Task to carry out:
Check every line of the data below for the word "Returns". Copy the ones that have it.

:: Materials provided

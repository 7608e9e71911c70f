// SPDX-License-Identifier: PolyForm-Noncommercial-1.0.0
// Copyright (c) 2025 Sylvex. All rights reserved.

//! # histrep-config
//!
//! Configuration management for the histrep historian replicator.
//!
//! ## Features
//!
//! - **Schema Definition**: typed sections with serde defaults and validation
//! - **Multi-Format Support**: YAML, TOML and JSON configuration files
//! - **Environment Overrides**: `HISTREP_*` variables and `${VAR:default}` placeholders
//! - **Point Lists**: one-name-per-line point files
//!
//! ## Quick Start
//!
//! ```no_run
//! use histrep_config::{load_config, load_points};
//!
//! let config = load_config("histrep.yaml").unwrap();
//! let points = load_points(&config.points.file).unwrap();
//! let settings = config.to_settings(points).unwrap();
//!
//! println!("Mode: {}", settings.mode);
//! ```
//!
//! ## Example
//!
//! ```yaml
//! mode: historical
//! source:
//!   server: plant-a
//! destination:
//!   server: plant-b
//! historical:
//!   start: "${HISTORY_START:2024-01-01T00:00:00Z}"
//!   end: "2024-01-02T00:00:00Z"
//! points:
//!   file: points.txt
//! ```

#![warn(missing_docs)]
#![deny(unsafe_code)]

// =============================================================================
// Modules
// =============================================================================

pub mod error;
pub mod loader;
pub mod points;
pub mod schema;

// =============================================================================
// Re-exports
// =============================================================================

pub use error::{ConfigError, ConfigResult};
pub use schema::{
    DeadLetterConfig, DispatchConfig, EndpointConfig, HistoricalConfig, HistrepConfig,
    LogFormat, LogLevel, LoggingConfig, PointsConfig, RealtimeConfig,
};

pub use loader::{load_config, load_config_str, ConfigFormat, ConfigLoader, ConfigLoaderBuilder};
pub use points::{load_points, parse_points};

/// Crate version
pub const VERSION: &str = env!("CARGO_PKG_VERSION");

/// Crate name
pub const NAME: &str = env!("CARGO_PKG_NAME");

/// Convenience re-exports for common use cases.
pub mod prelude {
    pub use crate::error::{ConfigError, ConfigResult};
    pub use crate::loader::{load_config, ConfigLoader};
    pub use crate::points::load_points;
    pub use crate::schema::HistrepConfig;
}
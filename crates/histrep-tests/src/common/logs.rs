// SPDX-License-Identifier: PolyForm-Noncommercial-1.0.0
// Copyright (c) 2025 Sylvex. All rights reserved.

//! # Captured Logs
//!
//! A tracing layer that records every event so tests can assert on what
//! was logged. Install it with [`LogCapture::set_default`] on a
//! current-thread runtime; the guard scopes capture to that thread.

use std::collections::BTreeMap;
use std::fmt;
use std::sync::Arc;

use parking_lot::Mutex;
use tracing::field::{Field, Visit};
use tracing::subscriber::DefaultGuard;
use tracing::{Event, Level, Subscriber};
use tracing_subscriber::layer::{Context, Layer, SubscriberExt};

/// One recorded event.
#[derive(Debug, Clone)]
pub struct CapturedEvent {
    /// Event level.
    pub level: Level,
    /// Event target (module path).
    pub target: String,
    /// The formatted message.
    pub message: String,
    /// Remaining fields, formatted.
    pub fields: BTreeMap<String, String>,
}

impl CapturedEvent {
    /// Returns a field value.
    pub fn field(&self, name: &str) -> Option<&str> {
        self.fields.get(name).map(String::as_str)
    }
}

#[derive(Default)]
struct EventVisitor {
    message: String,
    fields: BTreeMap<String, String>,
}

impl Visit for EventVisitor {
    fn record_debug(&mut self, field: &Field, value: &dyn fmt::Debug) {
        if field.name() == "message" {
            self.message = format!("{:?}", value);
        } else {
            self.fields
                .insert(field.name().to_string(), format!("{:?}", value));
        }
    }

    fn record_str(&mut self, field: &Field, value: &str) {
        if field.name() == "message" {
            self.message = value.to_string();
        } else {
            self.fields.insert(field.name().to_string(), value.to_string());
        }
    }
}

/// Shared store of captured events.
#[derive(Clone, Default)]
pub struct LogCapture {
    events: Arc<Mutex<Vec<CapturedEvent>>>,
}

impl LogCapture {
    /// Create an empty capture.
    pub fn new() -> Self {
        Self::default()
    }

    /// Install the capture as this thread's default subscriber.
    pub fn set_default(&self) -> DefaultGuard {
        let subscriber = tracing_subscriber::registry().with(self.clone());
        tracing::subscriber::set_default(subscriber)
    }

    /// All captured events.
    pub fn events(&self) -> Vec<CapturedEvent> {
        self.events.lock().clone()
    }

    /// Events at `level` whose message equals `message`.
    pub fn matching(&self, level: Level, message: &str) -> Vec<CapturedEvent> {
        self.events
            .lock()
            .iter()
            .filter(|e| e.level == level && e.message == message)
            .cloned()
            .collect()
    }

    /// Number of events at `level`.
    pub fn count_at(&self, level: Level) -> usize {
        self.events.lock().iter().filter(|e| e.level == level).count()
    }
}

impl<S: Subscriber> Layer<S> for LogCapture {
    fn on_event(&self, event: &Event<'_>, _ctx: Context<'_, S>) {
        let mut visitor = EventVisitor::default();
        event.record(&mut visitor);
        self.events.lock().push(CapturedEvent {
            level: *event.metadata().level(),
            target: event.metadata().target().to_string(),
            message: visitor.message,
            fields: visitor.fields,
        });
    }
}
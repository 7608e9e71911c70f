// SPDX-License-Identifier: PolyForm-Noncommercial-1.0.0
// Copyright (c) 2025 Sylvex. All rights reserved.

//! histrep - historian data replicator
//!
//! Main binary entry point.

use histrep_bin::cli::Cli;
use histrep_bin::commands;
use histrep_bin::error::report_error_and_exit;
use histrep_bin::logging::init_logging;
use histrep_config::ConfigLoader;

#[tokio::main]
async fn main() {
    let cli = Cli::parse_args();

    // The logging section is read before the command runs; errors surface later.
    let logging = ConfigLoader::new()
        .load(&cli.config)
        .ok()
        .map(|config| config.logging);

    let level = cli.effective_log_level(logging.map(|l| l.level));
    let format = cli.effective_log_format(logging.map(|l| l.format));
    if let Err(e) = init_logging(&level, format) {
        eprintln!("warning: {}", e);
    }

    if let Err(e) = commands::execute(cli).await {
        report_error_and_exit(e);
    }
}
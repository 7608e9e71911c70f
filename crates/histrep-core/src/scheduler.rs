// SPDX-License-Identifier: PolyForm-Noncommercial-1.0.0
// Copyright (c) 2025 Sylvex. All rights reserved.

//! Periodic tick scheduling.
//!
//! A [`TickScheduler`] runs an async tick function on a fixed period. It owns
//! cancellation: [`TickScheduler::stop`] stops new ticks and waits for every
//! tick already in flight to finish.
//!
//! # Re-entrancy
//!
//! A tick may take longer than the period. What happens to the next tick is
//! governed by [`TickPolicy`]:
//!
//! - [`TickPolicy::SingleFlight`]: a tick that comes due while the previous
//!   one is still running is skipped and counted.
//! - [`TickPolicy::Overlapping`]: every tick is spawned; ticks may run
//!   concurrently.
//!
//! Either way [`TickScheduler::is_tick_running`] reports whether any tick is
//! currently executing.
//!
//! # Example
//!
//! ```rust,ignore
//! let scheduler = TickScheduler::new("dispatch", Duration::from_secs(1), TickPolicy::SingleFlight);
//! scheduler.start(move || {
//!     let engine = engine.clone();
//!     async move { engine.dispatch_once().await; }
//! })?;
//! // ...
//! scheduler.stop().await;
//! ```

use std::fmt;
use std::future::Future;
use std::sync::atomic::{AtomicBool, AtomicU64, AtomicUsize, Ordering};
use std::sync::Arc;
use std::time::Duration;

use parking_lot::Mutex;
use serde::{Deserialize, Serialize};
use tokio::sync::Notify;
use tokio::task::{JoinHandle, JoinSet};
use tokio::time::MissedTickBehavior;
use tracing::{debug, error, info};

use crate::error::{SchedulerError, SchedulerResult};

// =============================================================================
// Tick Policy
// =============================================================================

/// What to do when a tick comes due while the previous one is still running.
#[derive(Debug, Clone, Copy, PartialEq, Eq, Hash, Serialize, Deserialize, Default)]
#[serde(rename_all = "snake_case")]
pub enum TickPolicy {
    /// Spawn every tick, allowing concurrent ticks.
    Overlapping,
    /// Skip a tick while the previous one is running.
    #[default]
    SingleFlight,
}

impl TickPolicy {
    /// Returns the policy name.
    pub fn as_str(&self) -> &'static str {
        match self {
            TickPolicy::Overlapping => "overlapping",
            TickPolicy::SingleFlight => "single_flight",
        }
    }
}

impl fmt::Display for TickPolicy {
    fn fmt(&self, f: &mut fmt::Formatter<'_>) -> fmt::Result {
        f.write_str(self.as_str())
    }
}

impl std::str::FromStr for TickPolicy {
    type Err = String;

    fn from_str(s: &str) -> Result<Self, Self::Err> {
        match s.to_lowercase().replace('-', "_").as_str() {
            "overlapping" | "overlap" => Ok(TickPolicy::Overlapping),
            "single_flight" | "singleflight" | "serialized" => Ok(TickPolicy::SingleFlight),
            other => Err(format!("unknown tick policy '{}'", other)),
        }
    }
}

// =============================================================================
// Stats
// =============================================================================

/// A snapshot of scheduler counters.
#[derive(Debug, Clone, Copy, Default, PartialEq, Eq, Serialize)]
pub struct TickStats {
    /// Ticks spawned.
    pub started: u64,
    /// Ticks that ran to completion.
    pub completed: u64,
    /// Ticks skipped under [`TickPolicy::SingleFlight`].
    pub skipped: u64,
    /// Highest number of ticks observed running at once.
    pub max_concurrent: usize,
}

#[derive(Debug)]
struct SchedulerInner {
    name: String,
    period: Duration,
    policy: TickPolicy,
    in_flight: AtomicUsize,
    max_concurrent: AtomicUsize,
    started: AtomicU64,
    completed: AtomicU64,
    skipped: AtomicU64,
    running: AtomicBool,
    shutdown: Notify,
}

/// Tracks one executing tick; released on drop even if the tick panics.
struct TickGuard {
    inner: Arc<SchedulerInner>,
}

impl TickGuard {
    fn enter(inner: Arc<SchedulerInner>) -> Self {
        let now = inner.in_flight.fetch_add(1, Ordering::SeqCst) + 1;
        inner.max_concurrent.fetch_max(now, Ordering::SeqCst);
        inner.started.fetch_add(1, Ordering::Relaxed);
        Self { inner }
    }
}

impl Drop for TickGuard {
    fn drop(&mut self) {
        self.inner.in_flight.fetch_sub(1, Ordering::SeqCst);
        self.inner.completed.fetch_add(1, Ordering::Relaxed);
    }
}

// =============================================================================
// Tick Scheduler
// =============================================================================

/// Runs an async tick function on a fixed period.
pub struct TickScheduler {
    inner: Arc<SchedulerInner>,
    handle: Mutex<Option<JoinHandle<()>>>,
}

impl TickScheduler {
    /// Creates a stopped scheduler.
    pub fn new(name: impl Into<String>, period: Duration, policy: TickPolicy) -> Self {
        Self {
            inner: Arc::new(SchedulerInner {
                name: name.into(),
                period,
                policy,
                in_flight: AtomicUsize::new(0),
                max_concurrent: AtomicUsize::new(0),
                started: AtomicU64::new(0),
                completed: AtomicU64::new(0),
                skipped: AtomicU64::new(0),
                running: AtomicBool::new(false),
                shutdown: Notify::new(),
            }),
            handle: Mutex::new(None),
        }
    }

    /// Starts ticking in the background.
    ///
    /// The first tick fires one period after start.
    ///
    /// # Errors
    ///
    /// - `SchedulerError::InvalidPeriod` if the period is zero
    /// - `SchedulerError::AlreadyStarted` if called twice
    pub fn start<F, Fut>(&self, tick: F) -> SchedulerResult<()>
    where
        F: Fn() -> Fut + Send + Sync + 'static,
        Fut: Future<Output = ()> + Send + 'static,
    {
        if self.inner.period.is_zero() {
            return Err(SchedulerError::InvalidPeriod {
                name: self.inner.name.clone(),
                period: self.inner.period,
            });
        }

        let mut handle = self.handle.lock();
        if handle.is_some() {
            return Err(SchedulerError::AlreadyStarted {
                name: self.inner.name.clone(),
            });
        }

        self.inner.running.store(true, Ordering::SeqCst);
        let inner = self.inner.clone();

        *handle = Some(tokio::spawn(async move {
            info!(
                scheduler = %inner.name,
                period_ms = inner.period.as_millis() as u64,
                policy = %inner.policy,
                "Scheduler started"
            );

            let mut interval = tokio::time::interval(inner.period);
            interval.set_missed_tick_behavior(MissedTickBehavior::Delay);
            // The first tick completes immediately.
            interval.tick().await;

            let mut tasks = JoinSet::new();

            loop {
                tokio::select! {
                    biased;
                    _ = inner.shutdown.notified() => break,
                    _ = interval.tick() => {
                        while let Some(result) = tasks.try_join_next() {
                            Self::reap(&inner, result);
                        }
                        if !inner.running.load(Ordering::SeqCst) {
                            break;
                        }

                        if inner.policy == TickPolicy::SingleFlight
                            && inner.in_flight.load(Ordering::SeqCst) > 0
                        {
                            inner.skipped.fetch_add(1, Ordering::Relaxed);
                            debug!(scheduler = %inner.name, "Previous tick still running, skipping");
                            continue;
                        }

                        let guard = TickGuard::enter(inner.clone());
                        let fut = tick();
                        tasks.spawn(async move {
                            let _guard = guard;
                            fut.await;
                        });
                    }
                }
            }

            let pending = tasks.len();
            if pending > 0 {
                debug!(scheduler = %inner.name, pending, "Waiting for in-flight ticks");
            }
            while let Some(result) = tasks.join_next().await {
                Self::reap(&inner, result);
            }

            inner.running.store(false, Ordering::SeqCst);
            info!(scheduler = %inner.name, "Scheduler stopped");
        }));

        Ok(())
    }

    fn reap(inner: &SchedulerInner, result: Result<(), tokio::task::JoinError>) {
        if let Err(e) = result {
            error!(scheduler = %inner.name, error = %e, "Tick task failed");
        }
    }

    /// Stops ticking and waits for in-flight ticks to finish.
    ///
    /// Safe to call more than once and on a scheduler that never started.
    pub async fn stop(&self) {
        self.inner.running.store(false, Ordering::SeqCst);
        self.inner.shutdown.notify_one();

        let handle = self.handle.lock().take();
        if let Some(handle) = handle {
            if let Err(e) = handle.await {
                error!(scheduler = %self.inner.name, error = %e, "Scheduler loop failed");
            }
        }
    }

    /// Returns `true` while the scheduler loop is active.
    pub fn is_running(&self) -> bool {
        self.inner.running.load(Ordering::SeqCst)
    }

    /// Returns `true` if any tick is currently executing.
    pub fn is_tick_running(&self) -> bool {
        self.in_flight() > 0
    }

    /// Returns the number of ticks currently executing.
    pub fn in_flight(&self) -> usize {
        self.inner.in_flight.load(Ordering::SeqCst)
    }

    /// Returns a snapshot of the counters.
    pub fn stats(&self) -> TickStats {
        TickStats {
            started: self.inner.started.load(Ordering::Relaxed),
            completed: self.inner.completed.load(Ordering::Relaxed),
            skipped: self.inner.skipped.load(Ordering::Relaxed),
            max_concurrent: self.inner.max_concurrent.load(Ordering::SeqCst),
        }
    }

    /// Returns the scheduler name.
    pub fn name(&self) -> &str {
        &self.inner.name
    }

    /// Returns the tick period.
    pub fn period(&self) -> Duration {
        self.inner.period
    }

    /// Returns the re-entrancy policy.
    pub fn policy(&self) -> TickPolicy {
        self.inner.policy
    }
}

impl fmt::Debug for TickScheduler {
    fn fmt(&self, f: &mut fmt::Formatter<'_>) -> fmt::Result {
        f.debug_struct("TickScheduler")
            .field("name", &self.inner.name)
            .field("period", &self.inner.period)
            .field("policy", &self.inner.policy)
            .field("running", &self.is_running())
            .field("in_flight", &self.in_flight())
            .finish()
    }
}

#[cfg(test)]
mod tests {
    use super::*;

    fn slow_tick(
        counter: Arc<AtomicU64>,
        duration: Duration,
    ) -> impl Fn() -> std::pin::Pin<Box<dyn Future<Output = ()> + Send>> + Send + Sync + 'static {
        move || {
            let counter = counter.clone();
            Box::pin(async move {
                tokio::time::sleep(duration).await;
                counter.fetch_add(1, Ordering::SeqCst);
            })
        }
    }

    #[tokio::test(start_paused = true)]
    async fn test_single_flight_skips_overlapping_ticks() {
        let counter = Arc::new(AtomicU64::new(0));
        let scheduler = TickScheduler::new("test", Duration::from_millis(100), TickPolicy::SingleFlight);
        scheduler
            .start(slow_tick(counter.clone(), Duration::from_millis(250)))
            .unwrap();

        tokio::time::sleep(Duration::from_millis(1_000)).await;
        scheduler.stop().await;

        let stats = scheduler.stats();
        assert_eq!(stats.max_concurrent, 1);
        assert!(stats.skipped > 0);
        assert_eq!(stats.started, stats.completed);
        assert_eq!(counter.load(Ordering::SeqCst), stats.completed);
    }

    #[tokio::test(start_paused = true)]
    async fn test_overlapping_allows_concurrent_ticks() {
        let counter = Arc::new(AtomicU64::new(0));
        let scheduler = TickScheduler::new("test", Duration::from_millis(100), TickPolicy::Overlapping);
        scheduler
            .start(slow_tick(counter.clone(), Duration::from_millis(250)))
            .unwrap();

        tokio::time::sleep(Duration::from_millis(1_000)).await;
        scheduler.stop().await;

        let stats = scheduler.stats();
        assert!(stats.max_concurrent >= 2);
        assert_eq!(stats.skipped, 0);
        assert_eq!(stats.started, stats.completed);
    }

    #[tokio::test(start_paused = true)]
    async fn test_is_tick_running() {
        let counter = Arc::new(AtomicU64::new(0));
        let scheduler = TickScheduler::new("test", Duration::from_millis(100), TickPolicy::SingleFlight);
        assert!(!scheduler.is_tick_running());

        scheduler
            .start(slow_tick(counter, Duration::from_millis(500)))
            .unwrap();
        tokio::time::sleep(Duration::from_millis(150)).await;

        assert!(scheduler.is_running());
        assert!(scheduler.is_tick_running());
        assert_eq!(scheduler.in_flight(), 1);

        scheduler.stop().await;
        assert!(!scheduler.is_tick_running());
    }

    #[tokio::test(start_paused = true)]
    async fn test_stop_waits_for_in_flight_tick() {
        let counter = Arc::new(AtomicU64::new(0));
        let scheduler = TickScheduler::new("test", Duration::from_millis(100), TickPolicy::SingleFlight);
        scheduler
            .start(slow_tick(counter.clone(), Duration::from_millis(300)))
            .unwrap();

        tokio::time::sleep(Duration::from_millis(150)).await;
        assert_eq!(counter.load(Ordering::SeqCst), 0);

        scheduler.stop().await;
        assert_eq!(counter.load(Ordering::SeqCst), 1);
        assert!(!scheduler.is_running());
    }

    #[tokio::test(start_paused = true)]
    async fn test_no_ticks_after_stop() {
        let counter = Arc::new(AtomicU64::new(0));
        let scheduler = TickScheduler::new("test", Duration::from_millis(100), TickPolicy::Overlapping);
        scheduler
            .start(slow_tick(counter.clone(), Duration::from_millis(10)))
            .unwrap();

        tokio::time::sleep(Duration::from_millis(350)).await;
        scheduler.stop().await;
        let after_stop = counter.load(Ordering::SeqCst);
        assert!(after_stop >= 3);

        tokio::time::sleep(Duration::from_millis(500)).await;
        assert_eq!(counter.load(Ordering::SeqCst), after_stop);
    }

    #[tokio::test]
    async fn test_start_errors() {
        let zero = TickScheduler::new("zero", Duration::ZERO, TickPolicy::SingleFlight);
        assert!(matches!(
            zero.start(|| async {}),
            Err(SchedulerError::InvalidPeriod { .. })
        ));

        let scheduler = TickScheduler::new("twice", Duration::from_secs(60), TickPolicy::SingleFlight);
        scheduler.start(|| async {}).unwrap();
        assert!(matches!(
            scheduler.start(|| async {}),
            Err(SchedulerError::AlreadyStarted { .. })
        ));
        scheduler.stop().await;
    }

    #[tokio::test]
    async fn test_stop_without_start() {
        let scheduler = TickScheduler::new("idle", Duration::from_secs(1), TickPolicy::SingleFlight);
        scheduler.stop().await;
        scheduler.stop().await;
        assert!(!scheduler.is_running());
    }

    #[test]
    fn test_policy_parse() {
        assert_eq!("single_flight".parse::<TickPolicy>().unwrap(), TickPolicy::SingleFlight);
        assert_eq!("single-flight".parse::<TickPolicy>().unwrap(), TickPolicy::SingleFlight);
        assert_eq!("overlapping".parse::<TickPolicy>().unwrap(), TickPolicy::Overlapping);
        assert!("sometimes".parse::<TickPolicy>().is_err());
        assert_eq!(TickPolicy::default(), TickPolicy::SingleFlight);
    }
}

::::

Solution for this task:
    /// Returns a field value.
    /// Returns the policy name.
    /// Returns `true` while the scheduler loop is active.
    /// Returns `true` if any tick is currently executing.
    /// Returns the number of ticks currently executing.
    /// Returns a snapshot of the counters.
    /// Returns the scheduler name.
    /// Returns the tick period.
    /// Returns the re-entrancy policy.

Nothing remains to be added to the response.